State-of-the-art imaging for PNET continues to evolve with developments such as dual energy CT, new MRI techniques such as diffusion-weighted imaging, the increasingly greater use of endoscopic ultrasound for solid pancreatic lesions, and the evolving use of PET/CT including the role of FDG pet for poorly differentiated tumors and new pet agents that promise greater utility than conventional octreotide nuclear medicine imaging. Optimal use of imaging techniques (focused abdominal imaging and complementary whole body imaging) depends on such issues as functional versus nonfunctional tumors and well versus poorly differentiated tumors. Insulinomas, which are almost always confined to the pancreas, are typically best imaged by a combination of cross-sectional imaging techniques, such as CT or MRI, with cautious use of whole body nuclear medicine conventional octreotide imaging, given the often poor uptake of octreotide by this tumor. In contrast, gastrinomas, which can be frequently extrapancreatic and octreotide avid, are best managed by a combination of CT or MRI, whole body octreotide imaging, and endoscopic ultrasound to evaluate for pancreatic and intraluminal lesions.
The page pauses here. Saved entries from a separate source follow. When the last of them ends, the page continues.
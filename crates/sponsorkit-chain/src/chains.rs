use alloy_primitives::{address, Address};
use serde::{Deserialize, Serialize};
use url::Url;

/// Networks the counter application is deployed on.
#[derive(Debug, Clone, Copy, Serialize, Deserialize, PartialEq, Eq, Hash)]
#[serde(rename_all = "snake_case")]
pub enum Network {
    Mumbai,
    BaseGoerli,
    Gnosis,
}

impl Network {
    pub const ALL: [Network; 3] = [Network::Mumbai, Network::BaseGoerli, Network::Gnosis];

    /// Selected for absent or unrecognized identifiers.
    pub const DEFAULT: Network = Network::Mumbai;

    /// Map a chain selection identifier onto a network. Total: anything that is
    /// not an exact known identifier selects [`Network::DEFAULT`].
    pub fn from_identifier(identifier: Option<&str>) -> Self {
        match identifier {
            Some("100") => Network::Gnosis,
            Some("84531") => Network::BaseGoerli,
            _ => Self::DEFAULT,
        }
    }

    pub fn chain_id(self) -> u64 {
        match self {
            Network::Mumbai => 80001,
            Network::BaseGoerli => 84531,
            Network::Gnosis => 100,
        }
    }

    pub fn name(self) -> &'static str {
        match self {
            Network::Mumbai => "Mumbai",
            Network::BaseGoerli => "Base Goerli",
            Network::Gnosis => "Gnosis",
        }
    }

    /// Counter contract deployed on this network.
    pub fn target(self) -> Address {
        match self {
            Network::Mumbai => address!("Bf17E7a45908F789707cb3d0EBb892647d798b99"),
            Network::BaseGoerli => address!("FeeBbED640df887bE1aD697EC3719EB7205323E9"),
            Network::Gnosis => address!("2dd703a17170C1b03abC26C4D5dc56c9382c5292"),
        }
    }

    /// Mainnets sponsor with a distinct relay key.
    pub fn is_mainnet(self) -> bool {
        matches!(self, Network::Gnosis)
    }
}

/// Relay keys and RPC endpoints read from the configuration surface.
#[derive(Debug, Clone)]
pub struct NetworkSecrets {
    pub sponsor_api_key: String,
    pub sponsor_api_key_mainnet: String,
    pub mumbai_rpc_url: Url,
    pub base_goerli_rpc_url: Url,
    pub gnosis_rpc_url: Url,
}

/// Fully resolved configuration for the active chain.
#[derive(Debug, Clone, Serialize, PartialEq, Eq)]
pub struct ChainConfig {
    pub network: Network,
    pub name: String,
    pub chain_id: u64,
    pub target: Address,
    #[serde(skip_serializing)]
    pub api_key: String,
    pub rpc_url: Url,
}

/// Pure mapping from a chain selection identifier to a [`ChainConfig`].
#[derive(Debug, Clone)]
pub struct ChainConfigResolver {
    secrets: NetworkSecrets,
}

impl ChainConfigResolver {
    pub fn new(secrets: NetworkSecrets) -> Self {
        Self { secrets }
    }

    pub fn resolve(&self, identifier: Option<&str>) -> ChainConfig {
        self.config_for(Network::from_identifier(identifier))
    }

    pub fn config_for(&self, network: Network) -> ChainConfig {
        let api_key = if network.is_mainnet() {
            self.secrets.sponsor_api_key_mainnet.clone()
        } else {
            self.secrets.sponsor_api_key.clone()
        };
        let rpc_url = match network {
            Network::Mumbai => self.secrets.mumbai_rpc_url.clone(),
            Network::BaseGoerli => self.secrets.base_goerli_rpc_url.clone(),
            Network::Gnosis => self.secrets.gnosis_rpc_url.clone(),
        };
        ChainConfig {
            network,
            name: network.name().into(),
            chain_id: network.chain_id(),
            target: network.target(),
            api_key,
            rpc_url,
        }
    }
}

#[derive(Debug, Clone, Serialize, PartialEq, Eq)]
pub struct NetworkSummary {
    pub name: &'static str,
    pub chain_id: u64,
}

pub fn supported_networks() -> Vec<NetworkSummary> {
    Network::ALL
        .iter()
        .map(|n| NetworkSummary {
            name: n.name(),
            chain_id: n.chain_id(),
        })
        .collect()
}

#[cfg(test)]
mod tests {
    use super::*;

    fn resolver() -> ChainConfigResolver {
        ChainConfigResolver::new(NetworkSecrets {
            sponsor_api_key: "testnet-key".into(),
            sponsor_api_key_mainnet: "mainnet-key".into(),
            mumbai_rpc_url: "https://mumbai.example".parse().unwrap(),
            base_goerli_rpc_url: "https://base-goerli.example".parse().unwrap(),
            gnosis_rpc_url: "https://gnosis.example".parse().unwrap(),
        })
    }

    #[test]
    fn test_resolve_gnosis() {
        let cfg = resolver().resolve(Some("100"));
        assert_eq!(cfg.chain_id, 100);
        assert_eq!(cfg.name, "Gnosis");
        assert_eq!(
            cfg.target,
            "0x2dd703a17170C1b03abC26C4D5dc56c9382c5292".parse::<Address>().unwrap()
        );
        assert_eq!(cfg.api_key, "mainnet-key");
        assert_eq!(cfg.rpc_url.as_str(), "https://gnosis.example/");
    }

    #[test]
    fn test_resolve_base_goerli() {
        let cfg = resolver().resolve(Some("84531"));
        assert_eq!(cfg.chain_id, 84531);
        assert_eq!(
            cfg.target,
            "0xFeeBbED640df887bE1aD697EC3719EB7205323E9".parse::<Address>().unwrap()
        );
        assert_eq!(cfg.api_key, "testnet-key");
    }

    #[test]
    fn test_resolve_default_for_absent_and_unknown() {
        let r = resolver();
        let absent = r.resolve(None);
        let unknown = r.resolve(Some("1"));
        let garbage = r.resolve(Some("not-a-chain"));
        let padded = r.resolve(Some(" 100"));

        assert_eq!(absent.network, Network::Mumbai);
        assert_eq!(absent.chain_id, 80001);
        assert_eq!(
            absent.target,
            "0xBf17E7a45908F789707cb3d0EBb892647d798b99".parse::<Address>().unwrap()
        );
        assert_eq!(absent, unknown);
        assert_eq!(absent, garbage);
        assert_eq!(absent, padded);
    }

    #[test]
    fn test_resolve_is_deterministic() {
        let r = resolver();
        for id in ["100", "84531", "80001"] {
            assert_eq!(r.resolve(Some(id)), r.resolve(Some(id)));
        }
    }

    #[test]
    fn test_supported_networks() {
        let nets = supported_networks();
        assert_eq!(nets.len(), 3);
        assert!(nets.iter().any(|n| n.chain_id == 100 && n.name == "Gnosis"));
        assert!(nets.iter().any(|n| n.chain_id == 84531));
        assert!(nets.iter().any(|n| n.chain_id == 80001));
    }

    #[test]
    fn test_api_key_not_serialized() {
        let cfg = resolver().resolve(Some("100"));
        let json = serde_json::to_value(&cfg).unwrap();
        assert!(json.get("api_key").is_none());
        assert_eq!(json["chain_id"], 100);
    }
}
In contrast, the typically large size of nonfunctional tumors is such that these are often best managed by cross-sectional imaging, CT or MRI, to provide detail with regard to staging with the type of whole body imaging depending on whether tumor is well differentiated (in which case whole body octreotide is utilized and FDG PET/CT has only limited utility) versus poorly differentiated (in which cases octreotide scanning often performs poorly, but FDG-PET can provide a useful whole body assessment).